What the exercise asks
I would like you to print all the records below exactly as they are.

Collected data
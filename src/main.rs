// cachefront - Two-tier offline caching gateway for a single static site origin

use anyhow::Result;
use cachefront::cli::Args;
use cachefront::config::AppConfig;
use cachefront::gateway::CacheGateway;
use cachefront::lifecycle;
use cachefront::metrics;
use cachefront::server::{create_router, AppState};
use cachefront::store::CacheStore;
use cachefront::upstream::UpstreamClient;
use cachefront::utils::logging;
use clap::Parser;
use std::net::SocketAddr;
use std::sync::Arc;
use tokio::signal;
use tracing::info;

#[tokio::main]
async fn main() -> Result<()> {
    // Parse CLI arguments
    let args = Args::parse();

    // Phase 1: Load configuration
    let config = AppConfig::load(args.config.as_deref())?;

    // Phase 2: Initialize logging
    logging::init(&config.logging)?;
    info!("Starting cachefront v{}", env!("CARGO_PKG_VERSION"));
    info!(
        "Gateway version {}, fronting {}",
        config.cache.gateway_version(),
        config.upstream.origin
    );

    // Phase 3: Open the cache store and upstream client
    let store = Arc::new(CacheStore::open(config.cache.store_dir.clone()).await?);
    let upstream = Arc::new(UpstreamClient::new(&config.upstream)?);

    // Phase 4: Install - populate the static tier from the manifest.
    // A population failure is fatal; this version never activates.
    let static_tier = if args.skip_install {
        info!("Skipping install, reusing tier {}", config.cache.static_tier());
        Arc::new(store.open_tier(&config.cache.static_tier()).await?)
    } else {
        Arc::new(lifecycle::populate(&store, &upstream, &config.cache).await?)
    };
    let dynamic_tier = Arc::new(store.open_tier(&config.cache.dynamic_tier()).await?);

    // Phase 5: Activate - reclaim tiers left behind by older versions
    lifecycle::reclaim(&store, &config.cache).await?;
    metrics::update_tier_entries("static", static_tier.entry_count().await);
    metrics::update_tier_entries("dynamic", dynamic_tier.entry_count().await);

    // Phase 6: Build and start the HTTP server
    let gateway = Arc::new(CacheGateway::new(
        Arc::clone(&static_tier),
        Arc::clone(&dynamic_tier),
        Arc::clone(&upstream),
        config.cache.clone(),
    ));
    let state = AppState {
        config: config.clone(),
        gateway,
        store,
        static_tier,
        dynamic_tier,
        upstream,
    };
    let app = create_router(state)?;
    let addr: SocketAddr = format!("{}:{}", config.server.host, config.server.port).parse()?;

    info!("Starting server on {}", addr);
    let listener = tokio::net::TcpListener::bind(addr).await?;

    // Phase 7: Run server with graceful shutdown
    axum::serve(listener, app)
        .with_graceful_shutdown(shutdown_signal())
        .await?;

    info!("Server shut down gracefully");
    Ok(())
}

async fn shutdown_signal() {
    let ctrl_c = async {
        signal::ctrl_c()
            .await
            .expect("failed to install Ctrl+C handler");
    };

    #[cfg(unix)]
    let terminate = async {
        signal::unix::signal(signal::unix::SignalKind::terminate())
            .expect("failed to install signal handler")
            .recv()
            .await;
    };

    #[cfg(not(unix))]
    let terminate = std::future::pending::<()>();

    tokio::select! {
        _ = ctrl_c => {
            info!("Received Ctrl+C signal");
        },
        _ = terminate => {
            info!("Received SIGTERM signal");
        },
    }
}
//! Push notification payload models.

use serde::{Deserialize, Serialize};

/// The fixed notification options shape shown for a push message.
#[derive(Debug, Clone, Serialize, Deserialize)]
pub struct Notification {
    pub title: String,
    pub body: String,
    pub icon: String,
    pub badge: String,
    pub vibrate: Vec<u32>,
    pub data: NotificationData,
    pub actions: Vec<NotificationAction>,
}

/// Payload attached to the notification; carries the URL opened on click.
#[derive(Debug, Clone, Serialize, Deserialize)]
pub struct NotificationData {
    pub url: String,
}

/// One of the notification's buttons.
#[derive(Debug, Clone, Serialize, Deserialize)]
pub struct NotificationAction {
    pub action: String,
    pub title: String,
    pub icon: String,
}
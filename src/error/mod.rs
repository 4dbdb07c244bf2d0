// Error types for the cachefront gateway

use axum::http::StatusCode;
use axum::response::{IntoResponse, Response};
use serde_json::json;
use thiserror::Error;

#[derive(Error, Debug)]
pub enum GatewayError {
    #[error("Configuration error: {0}")]
    Config(String),

    #[error("Config parsing error: {0}")]
    ConfigParsing(#[from] config::ConfigError),

    #[error("Install failed: {0}")]
    Install(String),

    #[error("Upstream error: {0}")]
    Upstream(String),

    #[error("Network unreachable: {0}")]
    NetworkUnreachable(String),

    #[error("Invalid request: {0}")]
    InvalidRequest(String),

    #[error("IO error: {0}")]
    Io(#[from] std::io::Error),

    #[error("JSON error: {0}")]
    Json(#[from] serde_json::Error),

    #[error("Internal error: {0}")]
    Internal(String),
}

// Convert GatewayError to HTTP responses for Axum
impl IntoResponse for GatewayError {
    fn into_response(self) -> Response {
        let (status, error_type, message) = match self {
            GatewayError::InvalidRequest(_) => {
                (StatusCode::BAD_REQUEST, "invalid_request_error", self.to_string())
            }
            GatewayError::Config(_) | GatewayError::ConfigParsing(_) => {
                (StatusCode::INTERNAL_SERVER_ERROR, "configuration_error", self.to_string())
            }
            GatewayError::NetworkUnreachable(_) => {
                (StatusCode::BAD_GATEWAY, "network_error", self.to_string())
            }
            GatewayError::Upstream(_) => {
                (StatusCode::BAD_GATEWAY, "upstream_error", self.to_string())
            }
            GatewayError::Io(_) => {
                (StatusCode::INTERNAL_SERVER_ERROR, "cache_store_error", self.to_string())
            }
            GatewayError::Install(_) => {
                (StatusCode::SERVICE_UNAVAILABLE, "install_error", self.to_string())
            }
            _ => {
                (StatusCode::INTERNAL_SERVER_ERROR, "api_error", self.to_string())
            }
        };

        let body = json!({
            "type": "error",
            "error": {
                "type": error_type,
                "message": message,
            }
        });

        (status, axum::Json(body)).into_response()
    }
}

pub type Result<T> = std::result::Result<T, GatewayError>;
// HTTP routes configuration

use super::handlers::{
    gateway_handler, health_handler, message_handler, metrics_handler,
    notification_click_handler, periodic_sync_handler, push_handler, sync_handler,
};
use super::middleware::request_id_layers;
use crate::config::AppConfig;
use crate::error::Result;
use crate::gateway::CacheGateway;
use crate::store::{CacheStore, Tier};
use crate::upstream::UpstreamClient;
use axum::{
    routing::{get, post},
    Router,
};
use std::sync::Arc;
use tower_http::trace::TraceLayer;

#[derive(Clone)]
pub struct AppState {
    pub config: AppConfig,
    pub gateway: Arc<CacheGateway>,
    pub store: Arc<CacheStore>,
    pub static_tier: Arc<Tier>,
    pub dynamic_tier: Arc<Tier>,
    pub upstream: Arc<UpstreamClient>,
}

pub fn create_router(state: AppState) -> Result<Router> {
    let (set_request_id, propagate_request_id) = request_id_layers();

    // /control is the gateway's own surface; everything else is
    // intercepted and resolved through the cache tiers.
    let app = Router::new()
        .route("/control/health", get(health_handler))
        .route("/control/metrics", get(metrics_handler))
        .route("/control/message", post(message_handler))
        .route("/control/sync", post(sync_handler))
        .route("/control/periodic-sync", post(periodic_sync_handler))
        .route("/control/push", post(push_handler))
        .route("/control/notification-click", post(notification_click_handler))
        .fallback(gateway_handler)
        // Pass-through POST bodies (e.g. form submissions) stay small
        .layer(tower_http::limit::RequestBodyLimitLayer::new(10 * 1024 * 1024))
        .layer(TraceLayer::new_for_http())
        .layer(propagate_request_id)
        .layer(set_request_id)
        .with_state(state);

    Ok(app)
}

Task answer
filename src/main.rs
// cachefront - Two-tier offline caching gateway for a single static site origin

use anyhow::Result;
use cachefront::cli::Args;
use cachefront::config::AppConfig;
use cachefront::gateway::CacheGateway;
use cachefront::lifecycle;
use cachefront::metrics;
use cachefront::server::{create_router, AppState};
use cachefront::store::CacheStore;
use cachefront::upstream::UpstreamClient;
use cachefront::utils::logging;
use clap::Parser;
use std::net::SocketAddr;
use std::sync::Arc;
use tokio::signal;
use tracing::info;

#[tokio::main]
async fn main() -> Result<()> {
    // Parse CLI arguments
    let args = Args::parse();

    // Phase 1: Load configuration
    let config = AppConfig::load(args.config.as_deref())?;

    // Phase 2: Initialize logging
    logging::init(&config.logging)?;
    info!("Starting cachefront v{}", env!("CARGO_PKG_VERSION"));
    info!(
        "Gateway version {}, fronting {}",
        config.cache.gateway_version(),
        config.upstream.origin
    );

    // Phase 3: Open the cache store and upstream client
    let store = Arc::new(CacheStore::open(config.cache.store_dir.clone()).await?);
    let upstream = Arc::new(UpstreamClient::new(&config.upstream)?);

    // Phase 4: Install - populate the static tier from the manifest.
    // A population failure is fatal; this version never activates.
    let static_tier = if args.skip_install {
        info!("Skipping install, reusing tier {}", config.cache.static_tier());
        Arc::new(store.open_tier(&config.cache.static_tier()).await?)
    } else {
        Arc::new(lifecycle::populate(&store, &upstream, &config.cache).await?)
    };
    let dynamic_tier = Arc::new(store.open_tier(&config.cache.dynamic_tier()).await?);

    // Phase 5: Activate - reclaim tiers left behind by older versions
    lifecycle::reclaim(&store, &config.cache).await?;
    metrics::update_tier_entries("static", static_tier.entry_count().await);
    metrics::update_tier_entries("dynamic", dynamic_tier.entry_count().await);

    // Phase 6: Build and start the HTTP server
    let gateway = Arc::new(CacheGateway::new(
        Arc::clone(&static_tier),
        Arc::clone(&dynamic_tier),
        Arc::clone(&upstream),
        config.cache.clone(),
    ));
    let state = AppState {
        config: config.clone(),
        gateway,
        store,
        static_tier,
        dynamic_tier,
        upstream,
    };
    let app = create_router(state)?;
    let addr: SocketAddr = format!("{}:{}", config.server.host, config.server.port).parse()?;

    info!("Starting server on {}", addr);
    let listener = tokio::net::TcpListener::bind(addr).await?;

    // Phase 7: Run server with graceful shutdown
    axum::serve(listener, app)
        .with_graceful_shutdown(shutdown_signal())
        .await?;

    info!("Server shut down gracefully");
    Ok(())
}

async fn shutdown_signal() {
    let ctrl_c = async {
        signal::ctrl_c()
            .await
            .expect("failed to install Ctrl+C handler");
    };

    #[cfg(unix)]
    let terminate = async {
        signal::unix::signal(signal::unix::SignalKind::terminate())
            .expect("failed to install signal handler")
            .recv()
            .await;
    };

    #[cfg(not(unix))]
    let terminate = std::future::pending::<()>();

    tokio::select! {
        _ = ctrl_c => {
            info!("Received Ctrl+C signal");
        },
        _ = terminate => {
            info!("Received SIGTERM signal");
        },
    }
}
//! Push notification payload models.

use serde::{Deserialize, Serialize};

/// The fixed notification options shape shown for a push message.
#[derive(Debug, Clone, Serialize, Deserialize)]
pub struct Notification {
    pub title: String,
    pub body: String,
    pub icon: String,
    pub badge: String,
    pub vibrate: Vec<u32>,
    pub data: NotificationData,
    pub actions: Vec<NotificationAction>,
}

/// Payload attached to the notification; carries the URL opened on click.
#[derive(Debug, Clone, Serialize, Deserialize)]
pub struct NotificationData {
    pub url: String,
}

/// One of the notification's buttons.
#[derive(Debug, Clone, Serialize, Deserialize)]
pub struct NotificationAction {
    pub action: String,
    pub title: String,
    pub icon: String,
}
filename src/error/mod.rs
repository 4dbdb07c244bf2d0
// Error types for the cachefront gateway

use axum::http::StatusCode;
use axum::response::{IntoResponse, Response};
use serde_json::json;
use thiserror::Error;

#[derive(Error, Debug)]
pub enum GatewayError {
    #[error("Configuration error: {0}")]
    Config(String),

    #[error("Config parsing error: {0}")]
    ConfigParsing(#[from] config::ConfigError),

    #[error("Install failed: {0}")]
    Install(String),

    #[error("Upstream error: {0}")]
    Upstream(String),

    #[error("Network unreachable: {0}")]
    NetworkUnreachable(String),

    #[error("Invalid request: {0}")]
    InvalidRequest(String),

    #[error("IO error: {0}")]
    Io(#[from] std::io::Error),

    #[error("JSON error: {0}")]
    Json(#[from] serde_json::Error),

    #[error("Internal error: {0}")]
    Internal(String),
}

// Convert GatewayError to HTTP responses for Axum
impl IntoResponse for GatewayError {
    fn into_response(self) -> Response {
        let (status, error_type, message) = match self {
            GatewayError::InvalidRequest(_) => {
                (StatusCode::BAD_REQUEST, "invalid_request_error", self.to_string())
            }
            GatewayError::Config(_) | GatewayError::ConfigParsing(_) => {
                (StatusCode::INTERNAL_SERVER_ERROR, "configuration_error", self.to_string())
            }
            GatewayError::NetworkUnreachable(_) => {
                (StatusCode::BAD_GATEWAY, "network_error", self.to_string())
            }
            GatewayError::Upstream(_) => {
                (StatusCode::BAD_GATEWAY, "upstream_error", self.to_string())
            }
            GatewayError::Io(_) => {
                (StatusCode::INTERNAL_SERVER_ERROR, "cache_store_error", self.to_string())
            }
            GatewayError::Install(_) => {
                (StatusCode::SERVICE_UNAVAILABLE, "install_error", self.to_string())
            }
            _ => {
                (StatusCode::INTERNAL_SERVER_ERROR, "api_error", self.to_string())
            }
        };

        let body = json!({
            "type": "error",
            "error": {
                "type": error_type,
                "message": message,
            }
        });

        (status, axum::Json(body)).into_response()
    }
}

pub type Result<T> = std::result::Result<T, GatewayError>;
// HTTP routes configuration

use super::handlers::{
    gateway_handler, health_handler, message_handler, metrics_handler,
    notification_click_handler, periodic_sync_handler, push_handler, sync_handler,
};
use super::middleware::request_id_layers;
use crate::config::AppConfig;
use crate::error::Result;
use crate::gateway::CacheGateway;
use crate::store::{CacheStore, Tier};
use crate::upstream::UpstreamClient;
use axum::{
    routing::{get, post},
    Router,
};
use std::sync::Arc;
use tower_http::trace::TraceLayer;

#[derive(Clone)]
pub struct AppState {
    pub config: AppConfig,
    pub gateway: Arc<CacheGateway>,
    pub store: Arc<CacheStore>,
    pub static_tier: Arc<Tier>,
    pub dynamic_tier: Arc<Tier>,
    pub upstream: Arc<UpstreamClient>,
}

pub fn create_router(state: AppState) -> Result<Router> {
    let (set_request_id, propagate_request_id) = request_id_layers();

    // /control is the gateway's own surface; everything else is
    // intercepted and resolved through the cache tiers.
    let app = Router::new()
        .route("/control/health", get(health_handler))
        .route("/control/metrics", get(metrics_handler))
        .route("/control/message", post(message_handler))
        .route("/control/sync", post(sync_handler))
        .route("/control/periodic-sync", post(periodic_sync_handler))
        .route("/control/push", post(push_handler))
        .route("/control/notification-click", post(notification_click_handler))
        .fallback(gateway_handler)
        // Pass-through POST bodies (e.g. form submissions) stay small
        .layer(tower_http::limit::RequestBodyLimitLayer::new(10 * 1024 * 1024))
        .layer(TraceLayer::new_for_http())
        .layer(propagate_request_id)
        .layer(set_request_id)
        .with_state(state);

    Ok(app)
}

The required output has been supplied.